Bernard Quainoo

Personal information
- Date of birth: 1 February 1987 (age 38)
- Position: Forward

Youth career
- 0000–2006: PSV

Senior career*
- Years: Team / Apps / (Gls)
- 2006: Helmond Sport / 8 / (1)
- 2007–2008: Haarlem / 9 / (3)
- 2008: FC Den Bosch / 0 / (0)
- 2011: Bishop's Stortford / 1 / (0)
- 2012: Rupel Boom

= Bernard Quainoo =

Dutch footballer

Bernard Quainoo (born 1 February 1987) is a Dutch retired footballer who is last known to have played as a forward for Rupel Boom.

==Career==

As a youth player, Quainoo joined the youth academy of Dutch top flight side PSV but left due to injury.
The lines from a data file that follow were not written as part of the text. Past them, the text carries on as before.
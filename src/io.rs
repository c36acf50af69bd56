//! Reading and writing graphs: DIMACS edge lists (`p edge N M` / `e a b`)
//! and plain PBM (`P1`) adjacency bitmaps.

use std::fs::File;
use std::io::{BufRead, BufReader, BufWriter, Write};
use std::path::Path;

use tracing::warn;

use crate::error::{Error, Result};
use crate::graph::*;
use crate::permutation::Permutation;

/// A graph read from a DIMACS file, with the text of its leading comment lines.
#[derive(Clone, Debug)]
pub struct DimacsGraph {
    pub graph: CompactMatrixGraph,
    pub comments: Vec<String>,
}

fn parse_error(line: usize, message: impl Into<String>) -> Error {
    Error::Parse { line, message: message.into() }
}

fn parse_number<T: std::str::FromStr>(token: Option<&str>, line: usize, what: &str) -> Result<T> {
    let token = token.ok_or_else(|| parse_error(line, format!("missing {what}")))?;
    token.parse().map_err(|_| parse_error(line, format!("invalid {what} `{token}`")))
}

/// ```
/// use evil_cliques::io::read_dimacs;
/// use evil_cliques::graph::*;
/// let text = "c a path\np edge 3 2\ne 1 2\ne 2 3\n";
/// let g = read_dimacs(text.as_bytes()).unwrap();
/// assert_eq!(g.comments, vec!["a path".to_string()]);
/// assert_eq!(g.graph.edges(), vec![[0, 1], [1, 2]]);
/// ```
pub fn read_dimacs<R: BufRead>(reader: R) -> Result<DimacsGraph> {
    let mut comments = vec![];
    let mut graph: Option<CompactMatrixGraph> = None;
    let mut announced_edges: usize = 0;
    let mut read_edges: usize = 0;
    let mut lineno = 0;
    for line in reader.lines() {
        let line = line?;
        lineno += 1;
        let mut tokens = line.split_whitespace();
        match tokens.next() {
            None => continue,
            Some("p") => {
                if graph.is_some() {
                    return Err(parse_error(lineno, "duplicate problem line"));
                }
                match tokens.next() {
                    Some("edge") => {}
                    Some(format) => return Err(parse_error(lineno, format!("unsupported format `{format}`, expected `edge`"))),
                    None => return Err(parse_error(lineno, "missing format")),
                }
                let nnodes: usize = parse_number(tokens.next(), lineno, "vertex count")?;
                if Node::try_from(nnodes).is_err() {
                    return Err(Error::TooLarge(nnodes));
                }
                announced_edges = parse_number(tokens.next(), lineno, "edge count")?;
                graph = Some(CompactMatrixGraph::new_disconnected(nnodes));
            }
            Some("e") => {
                let g = graph.as_mut().ok_or_else(|| parse_error(lineno, "edge before problem line"))?;
                let a: Node = parse_number(tokens.next(), lineno, "vertex")?;
                let b: Node = parse_number(tokens.next(), lineno, "vertex")?;
                for v in [a, b] {
                    if v == 0 || v as usize > g.nnodes() {
                        return Err(parse_error(lineno, format!("vertex {v} not in 1..={}", g.nnodes())));
                    }
                }
                if a == b {
                    return Err(parse_error(lineno, format!("self-loop at vertex {a}")));
                }
                g.add_edge(a - 1, b - 1);
                read_edges += 1;
            }
            Some(_) => {
                if graph.is_none() {
                    if let Some(text) = line.strip_prefix('c') {
                        comments.push(text.trim().to_string());
                    }
                }
            }
        }
    }
    let graph = graph.ok_or_else(|| parse_error(lineno, "missing problem line `p edge N M`"))?;
    if read_edges != announced_edges {
        warn!(announced = announced_edges, read = read_edges, "edge count differs from problem line");
    }
    return Ok(DimacsGraph { graph, comments });
}

pub fn read_dimacs_file<P: AsRef<Path>>(path: P) -> Result<DimacsGraph> {
    let file = File::open(path)?;
    read_dimacs(BufReader::new(file))
}

fn write_comments<W: Write>(out: &mut W, marker: &str, comments: &[String]) -> std::io::Result<()> {
    for c in comments {
        if c.is_empty() {
            writeln!(out, "{marker}")?;
        } else {
            writeln!(out, "{marker} {c}")?;
        }
    }
    Ok(())
}

/// ```
/// use evil_cliques::io::write_dimacs;
/// use evil_cliques::graph::*;
/// let g = CompactMatrixGraph::complete(3);
/// let mut out = vec![];
/// write_dimacs(&mut out, &g, &["triangle".to_string()]).unwrap();
/// assert_eq!(String::from_utf8(out).unwrap(), "c triangle\np edge 3 3\ne 1 2\ne 1 3\ne 2 3\n");
/// ```
pub fn write_dimacs<W: Write, G: UndirectedGraph>(out: &mut W, graph: &G, comments: &[String]) -> std::io::Result<()> {
    let edges = graph.edges();
    write_comments(out, "c", comments)?;
    writeln!(out, "p edge {} {}", graph.nnodes(), edges.len())?;
    for [a, b] in edges {
        writeln!(out, "e {} {}", a + 1, b + 1)?;
    }
    Ok(())
}

pub fn write_pbm<W: Write, G: UndirectedGraph>(out: &mut W, graph: &G, comments: &[String]) -> std::io::Result<()> {
    writeln!(out, "P1")?;
    write_comments(out, "#", comments)?;
    writeln!(out, "{} {}", graph.nnodes(), graph.nnodes())?;
    for a in graph.iter_nodes() {
        let row: Vec<&str> = graph.iter_nodes().map(|b| if graph.has_edge(a, b) { "1" } else { "0" }).collect();
        writeln!(out, "{}", row.join(" "))?;
    }
    Ok(())
}

/// 1-based clique vertices, relabelled by `permutation`, sorted, one per line
pub fn write_solution<W: Write>(out: &mut W, clique: &[Node], permutation: &Permutation) -> std::io::Result<()> {
    let mut mapped: Vec<Node> = clique.iter().map(|&v| permutation.map(v)).collect();
    mapped.sort_unstable();
    for v in mapped {
        writeln!(out, "{}", v + 1)?;
    }
    Ok(())
}

pub fn save_dimacs_file<P: AsRef<Path>, G: UndirectedGraph>(path: P, graph: &G, comments: &[String]) -> Result<()> {
    let mut out = BufWriter::new(File::create(path)?);
    write_dimacs(&mut out, graph, comments)?;
    out.flush()?;
    Ok(())
}

pub fn save_pbm_file<P: AsRef<Path>, G: UndirectedGraph>(path: P, graph: &G, comments: &[String]) -> Result<()> {
    let mut out = BufWriter::new(File::create(path)?);
    write_pbm(&mut out, graph, comments)?;
    out.flush()?;
    Ok(())
}

pub fn save_solution_file<P: AsRef<Path>>(path: P, clique: &[Node], permutation: &Permutation) -> Result<()> {
    let mut out = BufWriter::new(File::create(path)?);
    write_solution(&mut out, clique, permutation)?;
    out.flush()?;
    Ok(())
}

/// comment block identifying the generator
pub fn banner() -> Vec<String> {
    vec![
        "".into(),
        "(EVIL) Extremely-hard and Versatile Instance".into(),
        "Library for Clique Search Benchmarks".into(),
        "".into(),
        format!("version: {}", env!("CARGO_PKG_VERSION")),
        "".into(),
        "Academic Free License 3.0".into(),
        "".into(),
    ]
}

/// `|V|=.., density=.., omega(E)=..`
pub fn summary(nnodes: usize, density: f64, clique_size: usize) -> String {
    format!("|V|={nnodes}, density={density:.6}, omega(E)={clique_size}")
}

/// `evil-N{n}-p{percent}` followed by `-{stem}{n_i}x{k_i}` per input
/// ```
/// use evil_cliques::io::output_name;
/// assert_eq!(output_name(30, 98, &[("brock".to_string(), 10, 2), ("k4".to_string(), 5, 2)]), "evil-N30-p98-bro10x2-k45x2");
/// ```
pub fn output_name(nnodes: usize, percent: u32, inputs: &[(String, usize, usize)]) -> String {
    let mut name = format!("evil-N{nnodes}-p{percent}");
    for (stem, n, k) in inputs {
        name += &format!("-{}{n}x{k}", crate::short_stem(Path::new(stem), 3));
    }
    return name;
}
use rand::Rng;
use serde::{Serialize, Deserialize};

use crate::graph::*;
use crate::util::random_perm;

/// A bijection on `0..len`; vertex `v` is relabelled to `self.map(v)`.
#[derive(Clone, Debug, PartialEq, Eq, Hash, Serialize, Deserialize)]
pub struct Permutation(Vec<Node>);

impl Permutation {
    pub fn identity(len: usize) -> Self {
        Permutation((0..len as Node).collect())
    }

    /// uniformly random permutation
    pub fn random<R: Rng>(len: usize, rng: &mut R) -> Self {
        Permutation(random_perm(0, len, rng).into_iter().map(|v| v as Node).collect())
    }

    pub fn len(&self) -> usize {
        self.0.len()
    }

    pub fn is_empty(&self) -> bool {
        self.0.is_empty()
    }

    pub fn map(&self, v: Node) -> Node {
        self.0[v as usize]
    }

    /// ```
    /// use evil_cliques::permutation::Permutation;
    /// let mut rng = rand::thread_rng();
    /// let p = Permutation::random(10, &mut rng);
    /// let q = p.inverse();
    /// for v in 0..10 {
    ///     assert_eq!(q.map(p.map(v)), v);
    /// }
    /// ```
    pub fn inverse(&self) -> Self {
        let mut inverse = vec![0; self.0.len()];
        for (i, &p) in (0..).zip(&self.0) {
            inverse[p as usize] = i;
        }
        return Permutation(inverse);
    }

    /// relabels `graph`, consuming it: `new.has_edge(π(a), π(b)) == old.has_edge(a, b)`
    pub fn apply<G: UndirectedGraphNew>(&self, graph: G) -> G {
        assert_eq!(self.len(), graph.nnodes(), "permutation and graph sizes differ");
        let mut relabelled = G::new_disconnected(graph.nnodes());
        for [a, b] in graph.edges() {
            relabelled.add_edge(self.map(a), self.map(b));
        }
        return relabelled;
    }
}
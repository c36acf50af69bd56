use evil_cliques::io;
use evil_cliques::logging::init_logging;
use evil_cliques::prelude::*;

fn main() -> Result<(), Box<dyn std::error::Error>> {
    init_logging().map_err(|e| e.to_string())?;
    if let [_, infile] = &std::env::args().collect::<Vec<_>>()[..] {
        let g = io::read_dimacs_file(infile)?.graph;
        g.validate()?;

        let c = maximum_clique(&g);
        println!("{}", c.len());
        println!("{}", c.iter().map(|v| (v + 1).to_string()).collect::<Vec<_>>().join(" "));
    } else {
        eprintln!("Usage: max_clique FILE.clq");
        std::process::exit(1);
    }
    Ok(())
}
In 2006, he signed for Helmond Sport in the Dutch second division, where he made 8 league appearances and scored 1 goal. On 18 August 2006, Quainoo debuted for Helmond Sport during a 1–2 loss to Telstar. On 6 October 2006, he scored his first goal for Helmond Sport during a 1–1 draw with PEC Zwolle.

In 2011, Quainoo signed for English sixth division club Bishop's Stortford after being invited to train with Tottenham in the English Premier League. In 2012, he signed for Belgian third division team Rupel Boom.